Content starts

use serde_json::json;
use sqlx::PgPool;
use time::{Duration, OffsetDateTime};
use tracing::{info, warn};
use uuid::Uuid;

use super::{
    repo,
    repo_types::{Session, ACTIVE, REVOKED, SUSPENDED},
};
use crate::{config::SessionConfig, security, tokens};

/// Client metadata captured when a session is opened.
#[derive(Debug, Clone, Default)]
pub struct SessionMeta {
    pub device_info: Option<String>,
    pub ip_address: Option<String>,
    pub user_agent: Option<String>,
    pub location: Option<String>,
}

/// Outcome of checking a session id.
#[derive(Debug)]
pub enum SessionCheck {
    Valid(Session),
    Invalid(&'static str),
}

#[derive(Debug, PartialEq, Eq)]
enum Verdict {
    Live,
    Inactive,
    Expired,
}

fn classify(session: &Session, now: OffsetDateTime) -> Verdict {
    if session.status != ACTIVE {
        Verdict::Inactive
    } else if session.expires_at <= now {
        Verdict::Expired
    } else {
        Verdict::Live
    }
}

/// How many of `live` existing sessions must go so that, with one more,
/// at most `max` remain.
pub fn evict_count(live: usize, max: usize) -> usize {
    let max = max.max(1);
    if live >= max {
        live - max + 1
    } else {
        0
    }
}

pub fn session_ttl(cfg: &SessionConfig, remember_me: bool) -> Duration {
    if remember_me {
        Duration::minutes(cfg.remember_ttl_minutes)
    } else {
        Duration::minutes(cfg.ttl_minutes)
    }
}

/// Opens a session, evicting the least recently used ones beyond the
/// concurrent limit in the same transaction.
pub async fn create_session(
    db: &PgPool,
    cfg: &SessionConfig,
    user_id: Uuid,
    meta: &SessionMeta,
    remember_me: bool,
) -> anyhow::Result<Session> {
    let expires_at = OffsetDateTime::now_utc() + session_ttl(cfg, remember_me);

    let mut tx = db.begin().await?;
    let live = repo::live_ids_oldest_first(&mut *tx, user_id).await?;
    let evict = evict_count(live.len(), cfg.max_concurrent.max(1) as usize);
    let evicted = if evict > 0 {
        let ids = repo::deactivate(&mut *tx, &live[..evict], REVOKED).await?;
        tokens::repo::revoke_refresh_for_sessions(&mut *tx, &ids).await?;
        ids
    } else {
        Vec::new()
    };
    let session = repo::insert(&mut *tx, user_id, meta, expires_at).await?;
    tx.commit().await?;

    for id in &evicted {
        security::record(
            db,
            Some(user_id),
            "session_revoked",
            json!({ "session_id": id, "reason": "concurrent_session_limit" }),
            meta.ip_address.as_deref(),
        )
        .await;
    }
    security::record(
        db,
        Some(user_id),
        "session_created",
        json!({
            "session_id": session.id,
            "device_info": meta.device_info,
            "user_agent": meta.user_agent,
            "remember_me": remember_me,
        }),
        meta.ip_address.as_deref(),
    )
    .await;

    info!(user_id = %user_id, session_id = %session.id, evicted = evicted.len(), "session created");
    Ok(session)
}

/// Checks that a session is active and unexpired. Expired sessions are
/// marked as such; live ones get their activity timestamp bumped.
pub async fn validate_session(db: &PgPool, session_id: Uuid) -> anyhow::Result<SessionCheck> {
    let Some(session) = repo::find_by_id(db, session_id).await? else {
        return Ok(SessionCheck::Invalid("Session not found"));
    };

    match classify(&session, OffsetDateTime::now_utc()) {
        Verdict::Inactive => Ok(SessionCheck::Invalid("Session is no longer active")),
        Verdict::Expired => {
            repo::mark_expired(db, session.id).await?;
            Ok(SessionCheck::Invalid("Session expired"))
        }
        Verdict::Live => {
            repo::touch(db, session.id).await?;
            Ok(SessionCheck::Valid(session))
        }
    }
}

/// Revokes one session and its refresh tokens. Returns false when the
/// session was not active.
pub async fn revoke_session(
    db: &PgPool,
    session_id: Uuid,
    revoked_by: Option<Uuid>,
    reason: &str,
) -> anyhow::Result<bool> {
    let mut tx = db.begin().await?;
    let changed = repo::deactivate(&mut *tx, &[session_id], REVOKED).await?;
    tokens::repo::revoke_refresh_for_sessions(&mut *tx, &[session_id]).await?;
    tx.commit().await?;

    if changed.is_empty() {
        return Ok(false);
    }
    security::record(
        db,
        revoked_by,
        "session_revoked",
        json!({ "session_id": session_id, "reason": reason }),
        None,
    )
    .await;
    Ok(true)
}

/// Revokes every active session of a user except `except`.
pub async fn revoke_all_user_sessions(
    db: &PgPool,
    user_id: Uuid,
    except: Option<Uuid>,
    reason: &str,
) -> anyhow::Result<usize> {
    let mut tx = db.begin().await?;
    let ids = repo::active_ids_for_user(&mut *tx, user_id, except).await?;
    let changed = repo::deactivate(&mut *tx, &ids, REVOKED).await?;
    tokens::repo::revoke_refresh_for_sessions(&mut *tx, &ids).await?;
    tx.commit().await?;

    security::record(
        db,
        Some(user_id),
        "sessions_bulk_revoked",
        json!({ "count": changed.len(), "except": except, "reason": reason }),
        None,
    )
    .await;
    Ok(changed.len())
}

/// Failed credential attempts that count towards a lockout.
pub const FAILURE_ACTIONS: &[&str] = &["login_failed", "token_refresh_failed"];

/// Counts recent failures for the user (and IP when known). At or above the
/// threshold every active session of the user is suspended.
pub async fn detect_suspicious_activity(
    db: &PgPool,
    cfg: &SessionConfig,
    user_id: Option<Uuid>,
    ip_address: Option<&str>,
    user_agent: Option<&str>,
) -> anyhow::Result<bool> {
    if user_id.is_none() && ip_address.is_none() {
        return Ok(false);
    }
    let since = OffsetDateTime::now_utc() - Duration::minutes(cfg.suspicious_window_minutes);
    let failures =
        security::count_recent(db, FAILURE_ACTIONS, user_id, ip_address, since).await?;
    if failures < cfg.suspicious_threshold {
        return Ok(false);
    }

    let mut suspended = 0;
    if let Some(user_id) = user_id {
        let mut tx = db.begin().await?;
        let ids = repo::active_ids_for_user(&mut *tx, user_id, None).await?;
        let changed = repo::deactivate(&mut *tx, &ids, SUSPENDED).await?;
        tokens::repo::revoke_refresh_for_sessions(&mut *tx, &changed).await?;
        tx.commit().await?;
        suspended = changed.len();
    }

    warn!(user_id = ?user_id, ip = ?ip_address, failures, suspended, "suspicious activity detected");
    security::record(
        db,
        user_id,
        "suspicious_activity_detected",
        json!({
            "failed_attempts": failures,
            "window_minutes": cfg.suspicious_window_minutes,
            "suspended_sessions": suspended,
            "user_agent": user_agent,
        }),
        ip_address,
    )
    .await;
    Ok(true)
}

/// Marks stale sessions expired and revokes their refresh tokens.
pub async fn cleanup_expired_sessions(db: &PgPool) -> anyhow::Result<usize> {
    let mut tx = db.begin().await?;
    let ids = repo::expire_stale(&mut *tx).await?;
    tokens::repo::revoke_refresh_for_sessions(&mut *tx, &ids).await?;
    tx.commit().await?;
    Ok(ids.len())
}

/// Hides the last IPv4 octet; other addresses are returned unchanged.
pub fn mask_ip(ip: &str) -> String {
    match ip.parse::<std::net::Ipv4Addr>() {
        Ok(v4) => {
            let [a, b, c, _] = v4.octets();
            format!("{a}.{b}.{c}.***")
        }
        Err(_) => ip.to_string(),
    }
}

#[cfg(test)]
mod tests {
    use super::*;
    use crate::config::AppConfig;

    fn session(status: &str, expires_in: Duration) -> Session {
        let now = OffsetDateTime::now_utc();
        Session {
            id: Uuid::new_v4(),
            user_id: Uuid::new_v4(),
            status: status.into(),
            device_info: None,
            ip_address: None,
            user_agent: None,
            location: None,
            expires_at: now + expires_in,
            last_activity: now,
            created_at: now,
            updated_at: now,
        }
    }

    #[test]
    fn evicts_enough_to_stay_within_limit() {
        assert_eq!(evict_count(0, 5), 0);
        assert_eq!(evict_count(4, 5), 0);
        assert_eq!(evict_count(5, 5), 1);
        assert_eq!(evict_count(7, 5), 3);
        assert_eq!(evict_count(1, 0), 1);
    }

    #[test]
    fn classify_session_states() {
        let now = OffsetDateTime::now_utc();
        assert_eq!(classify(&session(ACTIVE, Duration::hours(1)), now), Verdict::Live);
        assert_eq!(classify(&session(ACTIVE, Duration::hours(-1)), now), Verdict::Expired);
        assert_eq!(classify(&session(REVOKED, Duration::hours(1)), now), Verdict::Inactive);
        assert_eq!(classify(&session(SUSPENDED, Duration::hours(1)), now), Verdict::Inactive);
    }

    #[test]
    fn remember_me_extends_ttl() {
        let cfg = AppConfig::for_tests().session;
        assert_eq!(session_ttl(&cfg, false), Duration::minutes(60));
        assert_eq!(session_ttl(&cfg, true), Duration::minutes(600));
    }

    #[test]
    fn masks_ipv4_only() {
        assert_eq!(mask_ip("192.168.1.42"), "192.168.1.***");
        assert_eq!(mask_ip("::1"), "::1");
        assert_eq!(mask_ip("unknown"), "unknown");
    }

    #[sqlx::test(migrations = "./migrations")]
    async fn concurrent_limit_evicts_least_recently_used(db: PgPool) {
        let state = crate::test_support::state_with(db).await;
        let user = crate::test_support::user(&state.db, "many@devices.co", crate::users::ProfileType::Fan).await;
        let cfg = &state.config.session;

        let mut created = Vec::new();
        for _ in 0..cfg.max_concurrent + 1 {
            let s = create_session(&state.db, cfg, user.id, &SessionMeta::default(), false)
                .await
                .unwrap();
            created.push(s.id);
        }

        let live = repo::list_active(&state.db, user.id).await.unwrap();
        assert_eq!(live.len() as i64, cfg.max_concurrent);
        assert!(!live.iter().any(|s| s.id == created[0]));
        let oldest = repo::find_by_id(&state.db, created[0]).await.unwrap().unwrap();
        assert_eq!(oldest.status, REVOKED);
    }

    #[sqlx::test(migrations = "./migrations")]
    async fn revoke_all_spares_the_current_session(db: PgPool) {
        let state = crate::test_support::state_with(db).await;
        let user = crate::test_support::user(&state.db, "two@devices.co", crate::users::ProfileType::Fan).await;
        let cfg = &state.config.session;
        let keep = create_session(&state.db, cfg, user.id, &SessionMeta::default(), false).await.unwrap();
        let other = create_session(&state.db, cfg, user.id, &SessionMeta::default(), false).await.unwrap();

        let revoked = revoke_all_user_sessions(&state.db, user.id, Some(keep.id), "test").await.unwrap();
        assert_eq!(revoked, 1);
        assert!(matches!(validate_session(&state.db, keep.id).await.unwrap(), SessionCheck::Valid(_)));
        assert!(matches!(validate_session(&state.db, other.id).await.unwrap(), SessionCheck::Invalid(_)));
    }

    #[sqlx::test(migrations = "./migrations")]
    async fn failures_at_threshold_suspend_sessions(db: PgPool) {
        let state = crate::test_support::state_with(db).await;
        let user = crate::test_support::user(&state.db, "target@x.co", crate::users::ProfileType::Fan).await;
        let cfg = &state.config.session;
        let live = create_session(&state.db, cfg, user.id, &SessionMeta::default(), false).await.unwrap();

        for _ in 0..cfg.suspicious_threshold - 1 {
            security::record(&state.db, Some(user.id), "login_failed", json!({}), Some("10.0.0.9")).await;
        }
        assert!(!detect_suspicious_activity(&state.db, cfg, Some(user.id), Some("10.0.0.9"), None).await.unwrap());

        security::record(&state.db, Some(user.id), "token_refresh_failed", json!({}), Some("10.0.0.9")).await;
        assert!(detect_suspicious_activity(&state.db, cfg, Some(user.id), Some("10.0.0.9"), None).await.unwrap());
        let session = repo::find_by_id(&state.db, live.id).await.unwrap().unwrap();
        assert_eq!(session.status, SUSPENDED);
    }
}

Content ends

Apply a filter to the listing above so that only lines with "devices" are kept, and copy those lines.

        let user = crate::test_support::user(&state.db, "many@devices.co", crate::users::ProfileType::Fan).await;
        let user = crate::test_support::user(&state.db, "two@devices.co", crate::users::ProfileType::Fan).await;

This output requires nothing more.